All posts by jwbaker

James Baker is Director of Digital Humanities at the University of Southampton. James is a Software Sustainability Institute Fellow, a Fellow of the Royal Historical Society, and holds degrees from the University of Southampton and latterly the University of Kent, where in 2010 he completed his doctoral research on the late-Georgian artist-engraver Isaac Cruikshank. James works at the intersection of history, cultural heritage, and digital technologies. He is currently working on a history of knowledge organisation in twentieth century Britain. In 2021, I begin a major new Arts and Humanities Research Council funded project 'Beyond Notability: Re-evaluating Women’s Work in Archaeology, History and Heritage, 1870 – 1950'. Previous externally funded research projects have focused on legacy descriptions of art objects ('Legacies of Catalogue Descriptions and Curatorial Voice: Opportunities for Digital Scholarship', Arts and Humanities Research Council), the preservation of intangible cultural heritage ('Coptic Culture Conservation Collective', British Council, and 'Heritage Repertoires for inclusive and sustainable development', British Academy), the born digital archival record ('Digital Forensics in the Historical Humanities', European Commission), and decolonial futures for museum collections ('Making African Connections: Decolonial Futures for Colonial Collections', Arts and Humanities Research Council). Prior to joining Southampton, James held positions of Senior Lecturer in Digital History and Archives at the University of Sussex and Director of the Sussex Humanities Lab, Digital Curator at the British Library, and Postdoctoral Fellow with the Paul Mellon Centre for Studies in British Art. He is a member of the Arts and Humanities Research Council Peer Review College, a convenor of the Institute of Historical Research Digital History seminar, a member of The Programming Historian Editorial Board and a Director of ProgHist Ltd (Company Number 12192946), and an International Advisory Board Member of British Art Studies.

Metadata about a hard disk: is this a research object?

So contemporary historians, here is the scenario. You are interested in some aspect of life since the 1980s. You have all the usual sources: personal papers, newspapers, official/corporate archives, pictures, books, radio, music, television shows, et cetera. If you are looking at life after 1996, after the boom in the public web, you can also add web archives into the mix. But one of those media types – personal papers – is in decline. Not that people aren’t writing things of importance, but the use of paper as a form to draft those things is in decline. In many cases people aren’t using pen and ink or a typewriter, but are sitting at a personal computer – as I am right now – and drafting those things in a word processor.

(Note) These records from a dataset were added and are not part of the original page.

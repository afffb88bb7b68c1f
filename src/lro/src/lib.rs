// Copyright 2025 Google LLC
//
// Licensed under the Apache License, Version 2.0 (the "License");
// you may not use this file except in compliance with the License.
// You may obtain a copy of the License at
//
//     https://www.apache.org/licenses/LICENSE-2.0
//
// Unless required by applicable law or agreed to in writing, software
// distributed under the License is distributed on an "AS IS" BASIS,
// WITHOUT WARRANTIES OR CONDITIONS OF ANY KIND, either express or implied.
// See the License for the specific language governing permissions and
// limitations under the License.

//! Types and functions to poll long-running conditions with less boilerplate.
//!
//! Some requests start work that completes in the background, for example,
//! replicating the data in a table. The application polls the service until
//! the work completes. Polling requires a loop that (1) repeatedly issues a
//! query, (2) backs off between attempts, (3) stops on permanent errors or
//! when the [PollingPolicy] is exhausted, and (4) can be cancelled.
//!
//! [async_poll] runs such a loop in the background, scheduling each attempt
//! and each backoff timer on a [CompletionQueue]. It returns a
//! [PollingHandle], which can be awaited or cancelled.
//!
//! # Example
//! ```
//! # use gax::completion_queue::CompletionQueue;
//! # use gax::exponential_backoff::ExponentialBackoff;
//! # use gax::polling_policy::GenericPollingPolicy;
//! # use gax::retry_policy::{Aip194Strict, RetryPolicyExt};
//! # use gcloud_lro::{PollingResult, async_poll};
//! # tokio_test::block_on(async {
//! use std::sync::atomic::{AtomicUsize, Ordering};
//! use std::sync::Arc;
//! use std::time::Duration;
//! let cq = CompletionQueue::new();
//! let policy = GenericPollingPolicy::new(
//!     Aip194Strict.with_time_limit(Duration::from_secs(60)),
//!     ExponentialBackoff::default(),
//! );
//! let count = Arc::new(AtomicUsize::new(0));
//! let handle = async_poll(&cq, Box::new(policy), "example", move |_remaining| {
//!     let count = count.clone();
//!     async move {
//!         // Pretend the work completes on the first attempt.
//!         count.fetch_add(1, Ordering::SeqCst);
//!         Ok(PollingResult::Completed("done"))
//!     }
//! });
//! assert_eq!(handle.await?, "done");
//! # gax::Result::<()>::Ok(()) });
//! ```

use gax::Result;
use gax::completion_queue::{AsyncOperation, CompletionQueue};
use gax::error::Error;
use gax::polling_policy::PollingPolicy;
use gax::retry_result::RetryResult;
use std::future::Future;
use std::pin::Pin;
use std::task::{Context, Poll};
use std::time::Duration;
use tokio::task::JoinHandle;
use tokio_util::sync::CancellationToken;

const OPERATION_CANCELLED: &str = "Operation cancelled";

/// The result of a single polling attempt.
#[derive(Clone, Debug, PartialEq)]
pub enum PollingResult<T> {
    /// The work is still in progress, the loop should try again.
    InProgress,
    /// The work completed. This includes the final value.
    Completed(T),
}

/// Starts a polling loop in the background.
///
/// Each attempt calls `query` with the time left in the policy, see
/// [PollingPolicy::remaining_time], and runs the returned future on `cq`. Between
/// attempts the loop waits for a timer scheduled on `cq`, with the delay
/// returned by [PollingPolicy::wait_period].
///
/// The loop resolves when:
/// * an attempt returns [PollingResult::Completed],
/// * an attempt fails with a permanent error, as classified by the policy,
/// * the policy is exhausted, either by errors or by time,
/// * the loop is cancelled via [PollingHandle::cancel()], or the backoff
///   timer is cancelled via the completion queue.
///
/// Responses reporting that the work is still in progress do not count as
/// errors.
///
/// # Parameters
/// * `cq` - schedules the attempts and the backoff timers.
/// * `policy` - a fresh policy, owned by this loop.
/// * `operation` - a name for the work, used in logs and error messages.
/// * `query` - creates the future for each attempt. The future should not
///   run longer than the remaining time it receives, an attempt that never
///   completes blocks the loop.
///
/// # Panics
/// If called outside the context of a tokio runtime.
pub fn async_poll<T, Q, QF>(
    cq: &CompletionQueue,
    policy: Box<dyn PollingPolicy>,
    operation: impl Into<String>,
    query: Q,
) -> PollingHandle<T>
where
    T: Send + 'static,
    Q: FnMut(Option<Duration>) -> QF + Send + 'static,
    QF: Future<Output = Result<PollingResult<T>>> + Send + 'static,
{
    let cancel = CancellationToken::new();
    let polling = PollingLoop {
        cq: cq.clone(),
        policy,
        operation: operation.into(),
        cancel: cancel.clone(),
    };
    let task = tokio::spawn(polling.run(query));
    PollingHandle { task, cancel }
}

/// A handle to a polling loop started by [async_poll].
///
/// Await the handle to get the final result of the loop. Dropping the handle
/// cancels the loop.
#[derive(Debug)]
pub struct PollingHandle<T> {
    task: JoinHandle<Result<T>>,
    cancel: CancellationToken,
}

impl<T> PollingHandle<T> {
    /// Requests cancellation of the polling loop.
    ///
    /// Cancellation is advisory. If there is an attempt in flight, the loop
    /// cancels it and waits for its result. A completed result wins over the
    /// cancellation, any other result resolves the loop with a cancelled
    /// error. If the loop is waiting for a backoff timer, the loop cancels
    /// the timer and resolves with the timer error.
    ///
    /// Cancelling a loop that already resolved has no effect.
    pub fn cancel(&self) {
        self.cancel.cancel();
    }

    /// Returns true if the polling loop has resolved.
    pub fn is_finished(&self) -> bool {
        self.task.is_finished()
    }
}

impl<T> Drop for PollingHandle<T> {
    fn drop(&mut self) {
        self.cancel.cancel();
    }
}

impl<T> Future for PollingHandle<T> {
    type Output = Result<T>;

    fn poll(self: Pin<&mut Self>, cx: &mut Context<'_>) -> Poll<Self::Output> {
        match Pin::new(&mut self.get_mut().task).poll(cx) {
            Poll::Pending => Poll::Pending,
            Poll::Ready(Ok(result)) => Poll::Ready(result),
            Poll::Ready(Err(e)) => Poll::Ready(Err(Error::other(e))),
        }
    }
}

struct PollingLoop {
    cq: CompletionQueue,
    policy: Box<dyn PollingPolicy>,
    operation: String,
    cancel: CancellationToken,
}

impl PollingLoop {
    async fn run<T, Q, QF>(mut self, mut query: Q) -> Result<T>
    where
        T: Send + 'static,
        Q: FnMut(Option<Duration>) -> QF + Send + 'static,
        QF: Future<Output = Result<PollingResult<T>>> + Send + 'static,
    {
        let mut attempt_count = 0_u32;
        loop {
            if self.cancel.is_cancelled() {
                return Err(Error::cancelled(OPERATION_CANCELLED));
            }
            attempt_count += 1;
            let remaining = self.policy.remaining_time();
            tracing::debug!(operation = %self.operation, attempt_count, ?remaining, "starting polling attempt");
            let attempt = self.cq.run_async(query(remaining));
            let (result, cancelled) = self.wait(attempt).await;
            match result {
                Ok(PollingResult::Completed(value)) => {
                    tracing::debug!(operation = %self.operation, attempt_count, "polling completed");
                    return Ok(value);
                }
                Ok(PollingResult::InProgress) if cancelled => {
                    return Err(Error::cancelled(OPERATION_CANCELLED));
                }
                Ok(PollingResult::InProgress) => {
                    if let Some(e) = self.policy.on_in_progress(&self.operation) {
                        tracing::warn!(operation = %self.operation, attempt_count, "polling stopped: {e}");
                        return Err(e);
                    }
                }
                Err(e) if self.policy.is_permanent_error(&e) => {
                    tracing::debug!(operation = %self.operation, attempt_count, "permanent error: {e}");
                    return Err(e);
                }
                Err(_) if cancelled => {
                    return Err(Error::cancelled(OPERATION_CANCELLED));
                }
                Err(e) => match self.policy.on_failure(e) {
                    RetryResult::Continue(e) => {
                        tracing::debug!(operation = %self.operation, attempt_count, "transient error: {e}");
                    }
                    RetryResult::Permanent(e) => return Err(e),
                    RetryResult::Exhausted(e) => {
                        tracing::warn!(operation = %self.operation, attempt_count, "polling policy exhausted: {e}");
                        return Err(e);
                    }
                },
            }

            let delay = self.policy.wait_period();
            tracing::debug!(operation = %self.operation, attempt_count, ?delay, "backing off");
            let timer = self.cq.make_relative_timer(delay);
            let (fired, _) = self.wait(timer).await;
            fired?;
        }
    }

    // Waits for `operation`, cancelling it if the loop is cancelled first.
    // Returns the result, and whether the loop was cancelled.
    async fn wait<R>(&self, mut operation: AsyncOperation<R>) -> (Result<R>, bool) {
        tokio::select! {
            biased;
            result = &mut operation => (result, self.cancel.is_cancelled()),
            _ = self.cancel.cancelled() => {
                operation.cancel();
                (operation.await, true)
            }
        }
    }
}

Alongside those digital personal papers are all sorts of things people save to their personal computers: pictures, books, radio, music, television; you get the picture.

So, to research life since the 1980s, collections of things held on personal computers (that is from PCs to laptops to tablets to smartphones), let us call them personal digital archives, are in scope. And yet – as every contemporary historian knows – privacy is an issue here. Sure you can study things that appear in public but personal things, private things, are often off limits as a result of data protection and the like. And you can guarantee those hard drives are going to have some juicy personal, private details. So, with a heavy heart, you write history without them. Great history. But perhaps not the history you would have liked to write.

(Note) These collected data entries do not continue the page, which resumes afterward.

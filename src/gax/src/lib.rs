// Copyright 2025 Google LLC
//
// Licensed under the Apache License, Version 2.0 (the "License");
// you may not use this file except in compliance with the License.
// You may obtain a copy of the License at
//
//     https://www.apache.org/licenses/LICENSE-2.0
//
// Unless required by applicable law or agreed to in writing, software
// distributed under the License is distributed on an "AS IS" BASIS,
// WITHOUT WARRANTIES OR CONDITIONS OF ANY KIND, either express or implied.
// See the License for the specific language governing permissions and
// limitations under the License.

//! Google APIs helpers.
//!
//! This crate contains the types and functions used to implement the
//! retry, backoff, polling, and pagination behavior of the Google Cloud client
//! libraries:
//!
//! * [error]: the error type returned by all the client libraries, and the
//!   canonical status codes.
//! * [retry_policy], [backoff_policy], and [polling_policy]: traits and
//!   common implementations to control retry and polling loops.
//! * [completion_queue]: schedules cancellable requests and timers.
//! * [retry_loop]: runs a request until it succeeds, fails with a permanent
//!   error, or the retry policy is exhausted.
//! * [stream_range]: converts paginated list RPCs into a stream of items.
//! * [options]: client configuration and per-request options.

/// An alias of [std::result::Result] where the error is always [crate::error::Error].
///
/// This is the result type used by all functions wrapping RPCs.
pub type Result<T> = std::result::Result<T, crate::error::Error>;

pub mod backoff_policy;
pub mod completion_queue;
pub mod error;
pub mod exponential_backoff;
pub mod options;
pub mod polling_policy;
pub mod retry_loop;
pub mod retry_policy;
pub mod retry_result;
pub mod stream_range;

What if there was something you could use? What if you could understand the hours someone spent using a personal computer, how they arranged their files, their patterns for editing documents, their choice of software, their downloading habits? And what if you could do all of that without needing to see the personal documents themselves? (of course, filenames are important, often very personal, and possibly subject to data protection, but they they certainly aren’t as personal)

In short what would you be able to glean from the sort of metadata available to download in .csv format here?  (for the sake of clarity this is metadata for my USB stick, captured using BitCurator for demonstration purposes). Imagine that this data schema was used to represent metadata for a hard drive packed with personal papers, newspapers, official/corporate archives, pictures, books, radio, music, and television shows; just like your hard disk no doubt. What would you be able to do with it? Could you imagine it as a research object in its own right?